September 16, 2013

Accident Benefits Update – Painfully Objective


For the week of September 16 to September 20, 2013

Shmuel and Perth – Decision Date: 2013-08-12, Adjudicator: Edward Lee, Regulation: 403/96, Decision: Arbitration, Final Decision, FSCO 4022.

Channoch Shmuel, (the “Insured”) was injured in a motor vehicle accident on November 12, 2009.  He applied for statutory accident benefits from his insurance company, Perth Insurance Company (“Perth”), for benefits payable under the Schedule. (The Statutory Accident Benefits Schedule — Accidents on or after November 1, 1996, Ontario Regulation 403/96, as amended).

The Insured sustained soft tissue injuries, which resulted in severe chronic pain. Three years post accident the insured still remained in constant pain. The benefits applied for by the Insured included medical, housekeeping home maintenance, attendant care and the cost of examinations. The final decision by Arbitrator Lee was that all accident benefits were denied except for a partial approval of a number of treatment plans.



Arbitrator Lee was presented with medical evidence from the insured’s and Perth’s respective chiropractors. Arbitrator Lee preferred the evidence of Perth’s chiropractor, who stated that the Insured had suffered soft tissue injuries, and there was an absence of, “objective neuromuscular pathology”.

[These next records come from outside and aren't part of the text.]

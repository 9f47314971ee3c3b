// Configuration management module
// TOML settings for the Ollama embedder, the topic collector and the retriever service

pub mod interactive;
pub mod settings;

pub use interactive::{run_interactive_config, show_config};
pub use settings::{Config, ConfigError, OllamaConfig, ServerConfig};

/// Get the configuration directory path
#[inline]
pub fn get_config_dir() -> Result<std::path::PathBuf, ConfigError> {
    Config::config_dir()
}
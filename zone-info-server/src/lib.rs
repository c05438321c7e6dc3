// This Source Code Form is subject to the terms of the Mozilla Public
// License, v. 2.0. If a copy of the MPL was not distributed with this
// file, You can obtain one at https://mozilla.org/MPL/2.0/.

//! Dropshot server for static zone metadata
//!
//! This crate provides a standalone program that serves a fixed table of
//! DNS-facing zone metadata over HTTP.  There's no backing store: the
//! [`zones::ZoneTable`] is built once when the server starts and shared,
//! read-only, by every request handler.
//!
//! 1. [`zones`] holds the table and the logic for arranging its records into
//!    response envelopes
//! 2. [`http_server`] implements [`zone_info_api::ZoneInfoApi`] on top of it
//! 3. [`config`] loads the server's TOML configuration

pub mod config;
pub mod http_server;
pub mod zones;

use anyhow::anyhow;
use slog::o;

/// Starts the HTTP server.
pub fn start_server(
    log: slog::Logger,
    dropshot_config: &dropshot::ConfigDropshot,
) -> Result<dropshot::HttpServer<http_server::Context>, anyhow::Error> {
    let http_api = http_server::api();
    let http_api_context = http_server::Context::new(zones::ZoneTable::new());

    dropshot::ServerBuilder::new(
        http_api,
        http_api_context,
        log.new(o!("component" => "http")),
    )
    .config(dropshot_config.clone())
    .start()
    .map_err(|error| anyhow!("setting up HTTP server: {:#}", error))
}

/// Writes the OpenAPI document for the server's API to stdout.
pub fn run_openapi() -> Result<(), anyhow::Error> {
    openapi_document(&mut std::io::stdout())
}

pub fn openapi_document(
    out: &mut dyn std::io::Write,
) -> Result<(), anyhow::Error> {
    zone_info_api::zone_info_api_mod::stub_api_description()
        .map_err(|error| anyhow!("building API description: {}", error))?
        .openapi("Zone Info Service API", semver::Version::new(0, 0, 1))
        .description("Static DNS zone metadata for hosted services")
        .write(out)
        .map_err(|error| anyhow!("writing OpenAPI document: {}", error))
}
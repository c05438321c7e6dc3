// This Source Code Form is subject to the terms of the Mozilla Public
// License, v. 2.0. If a copy of the MPL was not distributed with this
// file, You can obtain one at https://mozilla.org/MPL/2.0/.

//! The static table of zone metadata served over HTTP

use std::collections::BTreeMap;
use std::fmt;
use zone_info_api::{ServiceInfoResponse, ServiceInfoWrapper, ZoneRecord};

/// Keys of the zone table
#[derive(Clone, Copy, Debug, Eq, Ord, PartialEq, PartialOrd)]
pub enum ZoneKey {
    An,
    Atlas,
    GesProxy,
    GesWaf,
}

impl ZoneKey {
    pub const ALL: [ZoneKey; 4] =
        [ZoneKey::An, ZoneKey::Atlas, ZoneKey::GesProxy, ZoneKey::GesWaf];

    pub fn as_str(&self) -> &'static str {
        match self {
            ZoneKey::An => "AN",
            ZoneKey::Atlas => "ATLAS",
            ZoneKey::GesProxy => "GES_PROXY",
            ZoneKey::GesWaf => "GES_WAF",
        }
    }
}

impl fmt::Display for ZoneKey {
    fn fmt(&self, f: &mut fmt::Formatter<'_>) -> fmt::Result {
        f.write_str(self.as_str())
    }
}

/// Groups of zones that can be requested by name
///
/// `Ges` is the only group made of more than one zone.
#[derive(Clone, Copy, Debug, Eq, PartialEq)]
pub enum ZoneGroup {
    Ges,
    An,
    Atlas,
}

impl ZoneGroup {
    /// Matches `label` against the group names, ignoring case.
    pub fn from_label(label: &str) -> Option<ZoneGroup> {
        match label.to_ascii_uppercase().as_str() {
            "GES" => Some(ZoneGroup::Ges),
            "AN" => Some(ZoneGroup::An),
            "ATLAS" => Some(ZoneGroup::Atlas),
            _ => None,
        }
    }
}

/// Fixed mapping from zone name to its metadata
///
/// The table is built once when the server starts and never changes.
#[derive(Clone, Debug)]
pub struct ZoneTable {
    zones: BTreeMap<&'static str, ZoneRecord>,
}

impl ZoneTable {
    pub fn new() -> ZoneTable {
        let zones = [
            (
                ZoneKey::An,
                zone_record(
                    "11111",
                    "wp",
                    "wpenginepowered.com",
                    "1.1.1.1,2.2.2.2",
                ),
            ),
            (
                ZoneKey::Atlas,
                zone_record(
                    "22222",
                    "js.wp",
                    "wpenginepowered.com",
                    "3.3.3.3,4.4.4.4",
                ),
            ),
            (ZoneKey::GesWaf, zone_record("33333", "", "wpewaf.com", "")),
            (ZoneKey::GesProxy, zone_record("44444", "", "wpeproxy.com", "")),
        ]
        .into_iter()
        .map(|(key, record)| (key.as_str(), record))
        .collect();

        ZoneTable { zones }
    }

    /// Returns a copy of the record stored under `name`.
    ///
    /// Names outside the table produce an empty record, not an error.
    pub fn lookup(&self, name: &str) -> ZoneRecord {
        self.zones.get(name).cloned().unwrap_or_default()
    }

    pub fn get(&self, key: ZoneKey) -> ZoneRecord {
        self.lookup(key.as_str())
    }

    pub fn ges(&self) -> ServiceInfoWrapper {
        ServiceInfoWrapper {
            ges_proxy: Some(self.get(ZoneKey::GesProxy)),
            ges_waf: Some(self.get(ZoneKey::GesWaf)),
        }
    }

    /// Returns the envelope holding every zone group.
    pub fn service_info_all(&self) -> ServiceInfoResponse {
        ServiceInfoResponse {
            an: Some(self.get(ZoneKey::An)),
            atlas: Some(self.get(ZoneKey::Atlas)),
            ges: Some(self.ges()),
        }
    }

    /// Returns the envelope with only `group` filled in.
    pub fn service_info_for(&self, group: ZoneGroup) -> ServiceInfoResponse {
        match group {
            ZoneGroup::Ges => ServiceInfoResponse {
                ges: Some(self.ges()),
                ..Default::default()
            },
            ZoneGroup::An => ServiceInfoResponse {
                an: Some(self.get(ZoneKey::An)),
                ..Default::default()
            },
            ZoneGroup::Atlas => ServiceInfoResponse {
                atlas: Some(self.get(ZoneKey::Atlas)),
                ..Default::default()
            },
        }
    }
}

impl Default for ZoneTable {
    fn default() -> Self {
        ZoneTable::new()
    }
}

fn zone_record(
    cf_zone_id: &str,
    cname: &str,
    root_domain: &str,
    ip_addresses: &str,
) -> ZoneRecord {
    ZoneRecord {
        ip_addresses: ip_list(ip_addresses),
        cname: cname.to_string(),
        root_domain: root_domain.to_string(),
        cf_zone_id: cf_zone_id.to_string(),
    }
}

// An empty list is written as "", which must not become `[""]`.
fn ip_list(ips: &str) -> Vec<String> {
    if ips.is_empty() {
        return Vec::new();
    }
    ips.split(',').map(String::from).collect()
}
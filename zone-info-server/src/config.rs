// This Source Code Form is subject to the terms of the Mozilla Public
// License, v. 2.0. If a copy of the MPL was not distributed with this
// file, You can obtain one at https://mozilla.org/MPL/2.0/.

//! Interfaces for parsing configuration files for the zone info server

use camino::Utf8Path;
use camino::Utf8PathBuf;
use dropshot::ConfigDropshot;
use dropshot::ConfigLogging;
use dropshot::ConfigLoggingLevel;
use serde::Deserialize;
use std::net::Ipv6Addr;
use std::net::SocketAddr;
use std::net::SocketAddrV6;
use thiserror::Error;

/// Port the server listens on unless configured otherwise
pub const DEFAULT_PORT: u16 = 3333;

/// Configuration for a zone info server
#[derive(Clone, Debug, Deserialize)]
pub struct Config {
    /// Server-wide logging configuration.
    pub log: ConfigLogging,
    /// Configuration for the dropshot server.
    pub dropshot: ConfigDropshot,
}

impl Config {
    /// Load a `Config` from the given TOML file
    pub fn from_file(path: &Utf8Path) -> Result<Config, LoadError> {
        let file_contents = std::fs::read_to_string(path)
            .map_err(|err| LoadError::Io { path: path.into(), err })?;
        let config_parsed: Config = toml::from_str(&file_contents)
            .map_err(|err| LoadError::Parse { path: path.into(), err })?;
        Ok(config_parsed)
    }
}

impl Default for Config {
    fn default() -> Self {
        Config {
            log: ConfigLogging::StderrTerminal {
                level: ConfigLoggingLevel::Info,
            },
            dropshot: ConfigDropshot {
                bind_address: SocketAddr::V6(SocketAddrV6::new(
                    Ipv6Addr::UNSPECIFIED,
                    DEFAULT_PORT,
                    0,
                    0,
                )),
                ..Default::default()
            },
        }
    }
}

#[derive(Debug, Error)]
pub enum LoadError {
    #[error("error reading \"{path}\": {err}")]
    Io {
        path: Utf8PathBuf,
        #[source]
        err: std::io::Error,
    },
    #[error("error parsing \"{path}\": {err}")]
    Parse {
        path: Utf8PathBuf,
        #[source]
        err: toml::de::Error,
    },
}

Arbitrator Lee applied General Accident Insurance Company and Violi, [2000] O.F.S.C.I.D. No. 171 which held that the reasonableness and necessity of a treatment must be established on the following criteria:

the treatment goals, as identified, are reasonable;

these goals are being met to a reasonable degree; and

the overall costs [not just financial, but also investment of time, etc.] of achieving these goals is reasonable taking into consideration both the degree of success and the availability of other treatment alternative.

After applying the above criteria Arbitrator Lee found that the treatment plans submitted by the insured were only partially reasonable and necessary.



Chronic pain with no obvious etiology is a problem encountered regularly with clients who have been involved in a motor vehicle accident.  The common feature in these types of cases is that pain relief is the main objective in the treatment plan.  Arbitrator Lee did go on to mention that pain relief was a “legitimate medical and rehabilitation goal”, although he still felt rehabilitation was the ultimate goal. It is reasonable to be critical of Arbitrator Lee’s analysis as he has fallen into the common trap that chronic pain has an end point that can be achieved with the appropriate treatment.

An objective scientific basis for the pain need not be a relevant consideration in a client with chronic pain. This is supported in Violi which stated that, “while insurers should not be expected to fund ineffective treatment, effectiveness need not be proven to a level of scientific certainty.”